Business with byte
It was clear that the girls meant business. They found themselves at the prestigious London headquarters of one of the world's leading banks, but if the four teenagers felt overawed, they certainly didn't show it. They had a plan for capturing a huge and untapped market - and from the moment they began to present their carefully researched ideas, everyone could see they had a winner.
Their proposal was to create E-do$h, enabling under-18s to shop on the internet, using electronic cash provided by their parents. And it was a triumph, earning the Year 13 girls from Bolton School first prize in last year's eBusiness Challenge, a competition which uses ICT to bring the world of business alive for school students.
The competition is one of a range of initiatives run by the charity Businessdynamics, which for 25 years has been helping 14 to 19-year-olds learn about the opportunities and challenges which await them in business.
Today, enterprise education is a hot topic on the school agenda, and technology is proving a major draw for students. "The eBusiness Challenge grew out of research we did three years ago," says David Millar, chief executive officer of Businessdynamics. "We found one in three students wanted to start their own business - and that young people saw ebusiness as the real future."
Recent history is littered with dotcom disasters, but if every entrepreneur did as much groundwork as the typical competition entrant, at least some commercial crashes could be averted. By the time the finalists make it to the offices of sponsor Deutsche Bank, they have not only hatched an innovative ebusiness idea, but pieced together an extensive business plan, with everything from market projections to cashflow forecasts thoroughly researched. "It is obvious they have really thought about it. Usually one in the team really understands the technology and is excited about what it can do - and that is how the idea comes through. The ideas are fantastic, and the whole package is hugely compelling," says Millar.
Deutsche Bank also helped Business-dynamics develop its ebusiness programme for schools, which covers the fundamentals of setting up an ebusiness. In two days of seminars and exercises, students learn from visiting professionals about how to start and run a company, managing areas such as finance, marketing, human resources and web development. Millar, himself a former teacher, says, "We are trying to take the pressure off teachers, and encourage young people to think about their futures, rather than just drifting into things."

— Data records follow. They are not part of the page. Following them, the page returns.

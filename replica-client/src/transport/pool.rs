//! Per-replica connection pool with idle eviction.

use std::sync::atomic::{AtomicBool, AtomicU64, Ordering};
use std::sync::{Arc, Weak};
use std::time::Duration;

use async_trait::async_trait;
use parking_lot::Mutex;
use tokio::sync::OnceCell;
use tokio::task::JoinHandle;
use tokio::time::Instant;
use tracing::{debug, info};
use url::Url;

use crate::config::ConnectionConfig;
use crate::recency::RecencyMap;
use crate::request::{ServiceRequest, StoreResponse};
use crate::transport::{Transport, TransportError};

/// An open connection to one replica. Implemented by the wire codec.
#[async_trait]
pub trait Channel: Send + Sync {
    /// Exchange one request for its response.
    async fn request(&self, request: &ServiceRequest) -> Result<StoreResponse, TransportError>;

    /// Tear the connection down.
    fn close(&self);
}

/// Opens [`Channel`]s. Implemented by the wire codec.
#[async_trait]
pub trait ChannelFactory: Send + Sync {
    /// Connect to `uri`.
    async fn open(
        &self,
        uri: &Url,
        config: &ConnectionConfig,
    ) -> Result<Arc<dyn Channel>, TransportError>;
}

#[derive(Debug, Default)]
struct PoolMetrics {
    endpoints_created: AtomicU64,
    evictions: AtomicU64,
    idle_evictions: AtomicU64,
}

/// Point-in-time pool counters.
#[derive(Debug, Clone, Copy, Default, PartialEq, Eq)]
pub struct PoolStatsSnapshot {
    /// Endpoints created over the pool's lifetime.
    pub endpoints_created: u64,
    /// Endpoints closed, explicitly or by the idle sweep.
    pub evictions: u64,
    /// The subset of `evictions` done by the idle sweep.
    pub idle_evictions: u64,
    /// Endpoints currently pooled.
    pub open_endpoints: usize,
}

type EndpointMap = Mutex<RecencyMap<Url, Arc<PooledEndpoint>>>;

/// Connection wrapper for one replica address. The channel is opened on
/// first use.
pub struct PooledEndpoint {
    uri: Url,
    factory: Arc<dyn ChannelFactory>,
    config: ConnectionConfig,
    channel: OnceCell<Arc<dyn Channel>>,
    last_activity: Mutex<Instant>,
    closed: AtomicBool,
    metrics: Arc<PoolMetrics>,
    /// Recency map of the owning pool, refreshed on every request.
    pool: Weak<EndpointMap>,
}

impl PooledEndpoint {
    fn new(
        uri: Url,
        factory: Arc<dyn ChannelFactory>,
        config: ConnectionConfig,
        metrics: Arc<PoolMetrics>,
        pool: Weak<EndpointMap>,
    ) -> Self {
        Self {
            uri,
            factory,
            config,
            channel: OnceCell::new(),
            last_activity: Mutex::new(Instant::now()),
            closed: AtomicBool::new(false),
            metrics,
            pool,
        }
    }

    /// Replica address.
    pub fn uri(&self) -> &Url {
        &self.uri
    }

    /// Last time a request started or finished on this endpoint.
    pub fn last_activity(&self) -> Instant {
        *self.last_activity.lock()
    }

    /// Whether the endpoint has been closed.
    pub fn is_closed(&self) -> bool {
        self.closed.load(Ordering::Acquire)
    }

    /// Whether the channel has been opened.
    pub fn is_connected(&self) -> bool {
        self.channel.initialized()
    }

    fn touch(&self) {
        *self.last_activity.lock() = Instant::now();
        if self.is_closed() {
            return;
        }
        // keep the idle sweep in step with requests made through a held
        // endpoint, not only through the pool
        if let Some(endpoints) = self.pool.upgrade() {
            endpoints.lock().touch(&self.uri);
        }
    }

    /// Send `request` on this endpoint's channel, opening it if needed.
    pub async fn request(&self, request: &ServiceRequest) -> Result<StoreResponse, TransportError> {
        if self.is_closed() {
            return Err(TransportError::Closed);
        }

        let channel = self
            .channel
            .get_or_try_init(|| async {
                let channel = tokio::time::timeout(
                    self.config.connect_timeout,
                    self.factory.open(&self.uri, &self.config),
                )
                .await
                .map_err(|_| TransportError::ConnectFailed {
                    message: format!(
                        "connect to {} timed out after {:?}",
                        self.uri, self.config.connect_timeout
                    ),
                })??;
                debug!(uri = %self.uri, "opened channel");
                Ok::<_, TransportError>(channel)
            })
            .await?
            .clone();

        // closed while connecting
        if self.is_closed() {
            channel.close();
            return Err(TransportError::Closed);
        }

        self.touch();
        let result = channel.request(request).await;
        self.touch();
        result
    }

    /// Close the endpoint. Only the first call has an effect; it returns
    /// true and counts as one eviction.
    pub fn close(&self) -> bool {
        if self.closed.swap(true, Ordering::AcqRel) {
            return false;
        }
        if let Some(channel) = self.channel.get() {
            channel.close();
        }
        self.metrics.evictions.fetch_add(1, Ordering::Relaxed);
        debug!(uri = %self.uri, "closed endpoint");
        true
    }
}

/// Pool of [`PooledEndpoint`]s keyed by replica address.
pub struct EndpointPool {
    factory: Arc<dyn ChannelFactory>,
    config: ConnectionConfig,
    endpoints: Arc<EndpointMap>,
    metrics: Arc<PoolMetrics>,
    closed: AtomicBool,
}

impl EndpointPool {
    /// Create an empty pool.
    pub fn new(factory: Arc<dyn ChannelFactory>, config: ConnectionConfig) -> Self {
        Self {
            factory,
            config,
            endpoints: Arc::new(Mutex::new(RecencyMap::unbounded())),
            metrics: Arc::new(PoolMetrics::default()),
            closed: AtomicBool::new(false),
        }
    }

    /// Connection settings.
    pub fn config(&self) -> &ConnectionConfig {
        &self.config
    }

    /// Endpoint for `uri`, created if absent or if the pooled one was closed.
    pub fn get(&self, uri: &Url) -> Result<Arc<PooledEndpoint>, TransportError> {
        if self.is_closed() {
            return Err(TransportError::Closed);
        }

        let mut endpoints = self.endpoints.lock();
        if let Some(endpoint) = endpoints.get(uri) {
            if !endpoint.is_closed() {
                return Ok(endpoint.clone());
            }
        }

        let endpoint = Arc::new(PooledEndpoint::new(
            uri.clone(),
            self.factory.clone(),
            self.config.clone(),
            self.metrics.clone(),
            Arc::downgrade(&self.endpoints),
        ));
        endpoints.insert(uri.clone(), endpoint.clone());
        self.metrics.endpoints_created.fetch_add(1, Ordering::Relaxed);
        Ok(endpoint)
    }

    /// Mark `uri` as active for the idle sweep.
    pub fn touch(&self, uri: &Url) {
        self.endpoints.lock().touch(uri);
    }

    /// Close and remove the endpoint for `uri`.
    pub fn close(&self, uri: &Url) -> bool {
        let removed = self.endpoints.lock().remove(uri);
        removed.is_some_and(|endpoint| endpoint.close())
    }

    /// Close every endpoint idle for at least the configured idle timeout.
    /// Returns how many were closed by this sweep.
    pub fn sweep_idle(&self) -> usize {
        let drained = self
            .endpoints
            .lock()
            .drain_idle(Instant::now(), self.config.idle_timeout);

        let mut closed = 0;
        for (_, endpoint) in drained {
            if endpoint.close() {
                self.metrics.idle_evictions.fetch_add(1, Ordering::Relaxed);
                closed += 1;
            }
        }
        if closed > 0 {
            debug!(closed, idle_timeout = ?self.config.idle_timeout, "evicted idle endpoints");
        }
        closed
    }

    /// Run [`EndpointPool::sweep_idle`] every sweep interval until the pool
    /// is closed or dropped. Must be called within a tokio runtime.
    pub fn spawn_idle_sweeper(self: &Arc<Self>) -> JoinHandle<()> {
        let pool: Weak<Self> = Arc::downgrade(self);
        let period = self.config.sweep_interval.max(Duration::from_millis(1));
        tokio::spawn(async move {
            let mut ticker = tokio::time::interval(period);
            ticker.set_missed_tick_behavior(tokio::time::MissedTickBehavior::Delay);
            ticker.tick().await;
            loop {
                ticker.tick().await;
                let Some(pool) = pool.upgrade() else {
                    break;
                };
                if pool.is_closed() {
                    break;
                }
                pool.sweep_idle();
            }
        })
    }

    /// Close every endpoint. Later [`EndpointPool::get`] calls fail.
    pub fn close_all(&self) {
        if self.closed.swap(true, Ordering::AcqRel) {
            return;
        }
        let drained = self.endpoints.lock().drain();
        let count = drained.len();
        for (_, endpoint) in drained {
            endpoint.close();
        }
        info!(endpoints = count, "closed endpoint pool");
    }

    /// Whether [`EndpointPool::close_all`] has been called.
    pub fn is_closed(&self) -> bool {
        self.closed.load(Ordering::Acquire)
    }

    /// Number of pooled endpoints.
    pub fn len(&self) -> usize {
        self.endpoints.lock().len()
    }

    /// Whether the pool holds no endpoint.
    pub fn is_empty(&self) -> bool {
        self.endpoints.lock().is_empty()
    }

    /// Current counters.
    pub fn stats(&self) -> PoolStatsSnapshot {
        PoolStatsSnapshot {
            endpoints_created: self.metrics.endpoints_created.load(Ordering::Relaxed),
            evictions: self.metrics.evictions.load(Ordering::Relaxed),
            idle_evictions: self.metrics.idle_evictions.load(Ordering::Relaxed),
            open_endpoints: self.len(),
        }
    }
}

/// [`Transport`] over an [`EndpointPool`].
pub struct PooledTransport {
    pool: Arc<EndpointPool>,
    sweeper: Mutex<Option<JoinHandle<()>>>,
}

impl PooledTransport {
    /// Create a transport. The idle sweeper starts when called inside a
    /// tokio runtime.
    pub fn new(factory: Arc<dyn ChannelFactory>, config: ConnectionConfig) -> Self {
        let pool = Arc::new(EndpointPool::new(factory, config));
        let sweeper = tokio::runtime::Handle::try_current()
            .ok()
            .map(|_| pool.spawn_idle_sweeper());
        Self {
            pool,
            sweeper: Mutex::new(sweeper),
        }
    }

    /// The underlying pool.
    pub fn pool(&self) -> &Arc<EndpointPool> {
        &self.pool
    }
}

#[async_trait]
impl Transport for PooledTransport {
    async fn send(
        &self,
        uri: &Url,
        request: &ServiceRequest,
    ) -> Result<StoreResponse, TransportError> {
        // an endpoint closed by the sweep between get and request is
        // replaced once
        for _ in 0..2 {
            let endpoint = self.pool.get(uri)?;
            match endpoint.request(request).await {
                Err(TransportError::Closed) if !self.pool.is_closed() => continue,
                result => return result,
            }
        }
        Err(TransportError::Closed)
    }

    fn close(&self) {
        self.pool.close_all();
        if let Some(sweeper) = self.sweeper.lock().take() {
            sweeper.abort();
        }
    }

    fn is_closed(&self) -> bool {
        self.pool.is_closed()
    }
}

impl Drop for PooledTransport {
    fn drop(&mut self) {
        if let Some(sweeper) = self.sweeper.get_mut().take() {
            sweeper.abort();
        }
    }
}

The charity also runs an annual congress, ICT Live, taking 500 students to Paris to hear speakers from global companies such as Microsoft and Cisco Systems.
Another industry giant, IBM, works with Businessdynamics on an initiative around Bluetooth, the networking technology that enables a range of electronic devices to communicate, without the need for wires. IBM offices around the country invite schools from their local communities to take part.
An IBM professional visits a school to introduce Bluetooth, and pupils are invited to come up with ideas for a new Bluetooth product. They follow up with an intensive day at the IBM office, learning about all the areas of expertise required to make a success of the product, and teleconferencing with a Bluetooth guru in the US to verify that their product will actually work. Business plans are built and presented, and each day's winning team goes forward to a grand final in London.
"Part of the programme is designed to help them develop generic skills, such as working in teams and presenting," says Mark Wakefield, IBM's corporate community relations manager in the UK. "They see people go about their daily jobs, and discover you have to be a techie to work in the IT sector."
The company also works to attract more young women to the sector. Two of its offices run virtual mentoring programmes, year-long schemes which begin with a summer ICT and science camp for teenage girls. Each pupil is mentored by a female IBM professional, a role model who encourages her to make informed choices about subjects such as ICT, maths and science.
At Bolton School, the eBusiness Challenge is used as a follow-up to a two-day Businessdynamics programme for both boys' and girls' divisions of the school. Run by the careers department, it focuses on bringing a business idea to market. Careers assistant Christine Sutcliffe says:
"Although the programme isn't specifically aimed at ebusiness, ICT features in almost every topic covered, from human resources to advertising.
Afterwards, we run our own mini-competition, although any team, not just the winners, can go ahead and enter the eBusiness Challenge."
Last year's eBusiness Challenge prizewinners - Ruth Abbott, Beth Green, Lisa Griffiths and Charlotte Jepps - were rewarded with a well-deserved trip to San Francisco. "Theirs was a fantastic idea," says Sutcliffe, one of several people, including some of the judges, who were enthusiastic about turning the concept into a real venture. "We tried to persuade the girls to take it forward as a business, but they felt they had a lot on - it was their final year, and they were committed to their studies," she says. For students who do wish to take ideas further, Businessdynamics has close links with organisations such as The Prince's Trust, which can provide funding and mentorship to young entrepreneurs.
Tel: 020 7620 0735 www.businessdynamics.org.uk
A typical two-day ebusiness programme for schools costs pound;150 for up to 32 pupils. The final of this year's eBusiness Challenge takes place next month in London.